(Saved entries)
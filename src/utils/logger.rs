use tracing_subscriber::{layer::SubscriberExt, util::SubscriberInitExt, EnvFilter};

/// `RUST_LOG` 優先；否則 verbose 時開到 debug
pub fn init_cli_logger(verbose: bool) {
    let default_directive = if verbose {
        "price_scraper=debug,info"
    } else {
        "price_scraper=info,warn"
    };

    let filter =
        EnvFilter::try_from_default_env().unwrap_or_else(|_| EnvFilter::new(default_directive));

    tracing_subscriber::registry()
        .with(filter)
        .with(
            tracing_subscriber::fmt::layer()
                .with_target(false)
                .with_thread_ids(false)
                .with_file(false)
                .with_line_number(false)
                .compact(),
        )
        .init();
}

## WHAT YOU SHOULD DO
Matching lines for the string "debug": work out how many the records contain and write only the number.

## SOLUTION
2